:: Excerpted records ::
---+---
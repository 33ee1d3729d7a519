//! Updates published as GitHub releases with an electron-builder manifest.
//!
//! Each release carries a `latest-<platform>.yml` manifest naming the asset,
//! its base64 SHA-512, and the release date. The newest non-prerelease is
//! reachable through GitHub's `releases/latest/download/` redirect. With
//! prereleases enabled, the releases API is consulted first and the newest
//! release is used if it is flagged as a prerelease.

use std::time::Duration;

use anyhow::{Context as _, bail};
use async_trait::async_trait;
use base64::Engine as _;
use serde::Deserialize;
use tracing::{debug, info};

use crate::digest::DigestType;
use crate::update::{Asset, Update, UpdateOptions, UpdateSource};
use crate::version;

const GITHUB_WEB: &str = "https://github.com";
const GITHUB_API: &str = "https://api.github.com";
const REQUEST_TIMEOUT: Duration = Duration::from_secs(60);

#[derive(Debug, Deserialize)]
#[serde(rename_all = "camelCase")]
struct Manifest {
    version: String,
    path: String,
    sha512: String,
    release_date: String,
}

#[derive(Debug, Deserialize)]
struct Release {
    #[serde(default)]
    prerelease: bool,
    #[serde(default)]
    tag_name: String,
}

/// [`UpdateSource`] for `github.com/<owner>/<repo>` releases.
#[derive(Debug, Clone)]
pub struct GithubSource {
    repo: String,
    web_base: String,
    api_base: String,
    timeout: Duration,
}

impl GithubSource {
    /// Source for `repo` (`owner/name`).
    pub fn new(repo: impl Into<String>) -> Self {
        Self {
            repo: repo.into(),
            web_base: GITHUB_WEB.to_owned(),
            api_base: GITHUB_API.to_owned(),
            timeout: REQUEST_TIMEOUT,
        }
    }

    /// Talk to other hosts than github.com / api.github.com (mirrors, tests).
    #[must_use]
    pub fn with_base_urls(mut self, web: impl Into<String>, api: impl Into<String>) -> Self {
        self.web_base = web.into().trim_end_matches('/').to_owned();
        self.api_base = api.into().trim_end_matches('/').to_owned();
        self
    }

    /// Per-request timeout.
    #[must_use]
    pub fn with_timeout(mut self, timeout: Duration) -> Self {
        self.timeout = timeout;
        self
    }

    fn latest_manifest_url(&self) -> String {
        format!(
            "{}/{}/releases/latest/download/{}",
            self.web_base,
            self.repo,
            manifest_name()
        )
    }

    fn tag_manifest_url(&self, tag: &str) -> String {
        format!(
            "{}/{}/releases/download/{tag}/{}",
            self.web_base,
            self.repo,
            manifest_name()
        )
    }

    async fn prerelease_manifest_url(&self, client: &reqwest::Client) -> anyhow::Result<Option<String>> {
        let url = format!("{}/repos/{}/releases", self.api_base, self.repo);
        let body = request(client, &url).await?;
        let releases: Vec<Release> =
            serde_json::from_slice(&body).context("decoding releases")?;
        let Some(newest) = releases.first() else {
            return Ok(None);
        };
        if !newest.prerelease {
            return Ok(None);
        }
        if newest.tag_name.is_empty() {
            bail!("no tag for release");
        }
        Ok(Some(self.tag_manifest_url(&newest.tag_name)))
    }

    async fn manifest_url(&self, client: &reqwest::Client, prerelease: bool) -> String {
        if prerelease {
            match self.prerelease_manifest_url(client).await {
                Ok(Some(url)) => return url,
                Ok(None) => debug!("no prerelease, using latest"),
                Err(e) => info!(error = %format!("{e:#}"), "error checking for prerelease"),
            }
        }
        self.latest_manifest_url()
    }

    /// Build an [`Update`] from manifest YAML.
    fn update_from_manifest(&self, yaml: &[u8], options: &UpdateOptions) -> anyhow::Result<Update> {
        let manifest: Manifest = serde_yaml::from_slice(yaml).context("decoding manifest")?;

        let published = chrono::DateTime::parse_from_rfc3339(&manifest.release_date)
            .with_context(|| format!("invalid release date {:?}", manifest.release_date))?;
        let digest = base64_to_hex(&manifest.sha512)?;
        let url = format!(
            "{}/{}/releases/download/v{}/{}",
            self.web_base, self.repo, manifest.version, manifest.path
        );

        Ok(Update {
            need_update: version::need_update(&options.version, &manifest.version),
            published_at: published.timestamp_millis(),
            asset: Some(Asset {
                name: manifest.path,
                url,
                digest,
                digest_type: DigestType::Sha512.to_string(),
                local_path: None,
            }),
            version: manifest.version,
            ..Default::default()
        })
    }
}

#[async_trait]
impl UpdateSource for GithubSource {
    fn description(&self) -> String {
        format!("github.com/{}", self.repo)
    }

    async fn find_update(&self, options: &UpdateOptions) -> anyhow::Result<Option<Update>> {
        if self.repo.is_empty() {
            bail!("no repo specified");
        }
        let client = reqwest::Client::builder().timeout(self.timeout).build()?;

        let url = self.manifest_url(&client, options.prerelease).await;
        info!(url, "requesting manifest");
        let body = request(&client, &url).await?;
        let update = self.update_from_manifest(&body, options)?;
        debug!(?update, "received update");
        Ok(Some(update))
    }
}

/// Manifest file name for the platform we are running on.
pub fn manifest_name() -> &'static str {
    if cfg!(target_os = "macos") {
        "latest-mac.yml"
    } else if cfg!(target_os = "windows") {
        "latest-windows.yml"
    } else {
        "latest-linux.yml"
    }
}

fn base64_to_hex(s: &str) -> anyhow::Result<String> {
    let bytes = base64::engine::general_purpose::STANDARD
        .decode(s.trim())
        .context("invalid sha512 encoding")?;
    Ok(bytes.iter().map(|b| format!("{b:02x}")).collect())
}

async fn request(client: &reqwest::Client, url: &str) -> anyhow::Result<Vec<u8>> {
    let response = client
        .get(url)
        .header(reqwest::header::USER_AGENT, "saorsa-updater")
        .send()
        .await
        .with_context(|| format!("requesting {url}"))?;
    let status = response.status();
    if status != reqwest::StatusCode::OK {
        bail!("find update returned bad HTTP status {status}");
    }
    Ok(response.bytes().await?.to_vec())
}

#[cfg(test)]
mod tests {
    #![allow(clippy::unwrap_used, clippy::expect_used)]

    use super::*;

    const MANIFEST: &str = "\
version: 0.0.18
files:
  - url: Keys-0.0.18-mac.zip
    sha512: n+RiYDrL2E5V5d+moC9A0Eg1UciL0FO0s4J6umfX/j5TQUoiFPY4egLgv8Zn1GTtDMSU8UtsoErlyoGiDVA2GA==
    size: 71532148
path: Keys-0.0.18-mac.zip
sha512: n+RiYDrL2E5V5d+moC9A0Eg1UciL0FO0s4J6umfX/j5TQUoiFPY4egLgv8Zn1GTtDMSU8UtsoErlyoGiDVA2GA==
releaseDate: '2020-03-03T22:44:03.689Z'
";

    fn options(version: &str) -> UpdateOptions {
        UpdateOptions {
            version: version.to_owned(),
            ..Default::default()
        }
    }

    #[test]
    fn manifest_becomes_update() {
        let s = GithubSource::new("keys-pub/app");
        let upd = s.update_from_manifest(MANIFEST.as_bytes(), &options("0.0.17")).unwrap();
        assert_eq!(upd.version, "0.0.18");
        assert_eq!(upd.published_at, 1_583_275_443_689);
        assert!(upd.need_update);

        let asset = upd.asset.unwrap();
        assert_eq!(asset.name, "Keys-0.0.18-mac.zip");
        assert_eq!(
            asset.url,
            "https://github.com/keys-pub/app/releases/download/v0.0.18/Keys-0.0.18-mac.zip"
        );
        assert_eq!(
            asset.digest,
            "9fe462603acbd84e55e5dfa6a02f40d0483551c88bd053b4b3827aba67d7fe3e53414a2214f6387a02e0bfc667d464ed0cc494f14b6ca04ae5ca81a20d503618"
        );
        assert_eq!(asset.digest_kind().unwrap(), DigestType::Sha512);
    }

    #[test]
    fn need_update_follows_current_version() {
        let s = GithubSource::new("keys-pub/app");
        let same = s.update_from_manifest(MANIFEST.as_bytes(), &options("0.0.18")).unwrap();
        assert!(!same.need_update);
        let newer = s.update_from_manifest(MANIFEST.as_bytes(), &options("0.0.19")).unwrap();
        assert!(!newer.need_update);
    }

    #[test]
    fn bad_release_date_is_an_error() {
        let s = GithubSource::new("keys-pub/app");
        let yaml = MANIFEST.replace("2020-03-03T22:44:03.689Z", "yesterday");
        assert!(s.update_from_manifest(yaml.as_bytes(), &options("0.0.17")).is_err());
    }

    #[test]
    fn base64_digest_is_hex_encoded() {
        assert_eq!(base64_to_hex("aGVsbG8=").unwrap(), "68656c6c6f");
        assert!(base64_to_hex("not base64!").is_err());
    }

    #[test]
    fn description_names_the_repo() {
        assert_eq!(
            GithubSource::new("keys-pub/app").description(),
            "github.com/keys-pub/app"
        );
    }

    #[test]
    fn latest_manifest_url_uses_redirect() {
        let url = GithubSource::new("keys-pub/app").latest_manifest_url();
        assert!(url.starts_with("https://github.com/keys-pub/app/releases/latest/download/latest"));
        assert!(url.ends_with(".yml"));
    }

    #[tokio::test]
    async fn empty_repo_is_rejected() {
        assert!(GithubSource::new("").find_update(&options("1.0.0")).await.is_err());
    }
}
---+---
:: Task brief ::
Restate verbatim all lines from the start of the data through the line containing "and the newest", with both ends kept.

:: Exercise answer ::
repository 33ee1d3729d7a519
//! Updates published as GitHub releases with an electron-builder manifest.
//!
//! Each release carries a `latest-<platform>.yml` manifest naming the asset,
//! its base64 SHA-512, and the release date. The newest non-prerelease is
//! reachable through GitHub's `releases/latest/download/` redirect. With
//! prereleases enabled, the releases API is consulted first and the newest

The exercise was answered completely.